Last month Marcus Harvey asked me to interview a painter for Turps Banana magazine. I was delighted to spend an afternoon with Humphrey Ocean.
Here are his answers to my first three questions - the rest will appear in the July issue of Turps.
Harry: Am I right in thinking that the man how taught you life drawing at art school was Ian Dury?
Humphrey: "Yes. He was new and we were new. He told us: "You're just playing at being artists. You're just playing at life drawing." But we did these terrific life classes, two of them, that he set up. We had to get the line right. We weren't allowed to shade in until we got each line right and rather than four hours the classes went on for four days. So I did learn about what proportion meant and in a practical way how it applied to art. Those were the two life drawings I did the whole time I was at art school. I still have them."
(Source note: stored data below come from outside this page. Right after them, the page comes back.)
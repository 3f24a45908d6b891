//! Rendering engine access, used only for table-of-contents discovery.

pub mod context;
pub mod discoverer;
pub mod engine;

pub use context::BrowsingContext;
pub use discoverer::{BrowserTocDiscoverer, TocDiscoverer, TocSnapshot};
pub use engine::{Engine, EngineManager, EngineSettings, LaunchSlot};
Harry: Actors have a saying: "Enjoy the praise but don't believe it." Can you talk to me a little bit about advice for young painters just leaving college? I want to know if you think getting money and praise too early on can be damaging?
Humphrey: "I enjoy the praise and I do believe it. I don't quite get enough of it. I remember at the age of eight or nine a drawing of mine, of a tree in black with white highlights on the branches for snow, was put up on the wall. Seeing the other children looking at it gave me a boost. When I went to art school nobody sold anything at their diploma show. We found it profoundly depressing and it put some people off. I actually mistrust the coyness with which artists approach the subject of money. It's probably gone the other way now but you need money to live and paint another picture. It's a separate thing, from my way of thinking, from making. I'm certainly not thinking of money when I'm working."
Harry: Who were the painters who made you want to paint? Do you still love them?
Humphrey: "Van Gogh and my mum (an amateur painter who loved Schmidt-Rottluff and Pissarro) and yes I do. An artist I also like is Josef Albers. He is the link in American art. Somehow all the lines intersect at Albers. Well before his trademark squares he was inventive in another way, full of design and in his woodcuts, linocuts and teaching at Black Mountain College he adapted European thinking to the new world. America took over art in the second half of the 20th century and of course it was where we looked. There is a romantic idea that Pollock was a pure thunderbolt out of the blue but of course he started out doing Picasso type pictures before he really got going with Newman and everybody, rejecting the fearful weight of Europe. Albers continued like a secret agent but only really came upon his squares and his colour when he was sixty. I like Clyfford Still, but although I was aware of his work earlier it only began to make sense for me when I walked into his rooms at San Francisco Museum of Modern Art in 1998 and saw them on American earth which they are very tied to with their hand ground colour. Goodness he was intolerant, and I love him for it. But influence works at right angles to the number you first thought of. What makes me want to paint are more likely to be unaccountable things, a fence or a night sky."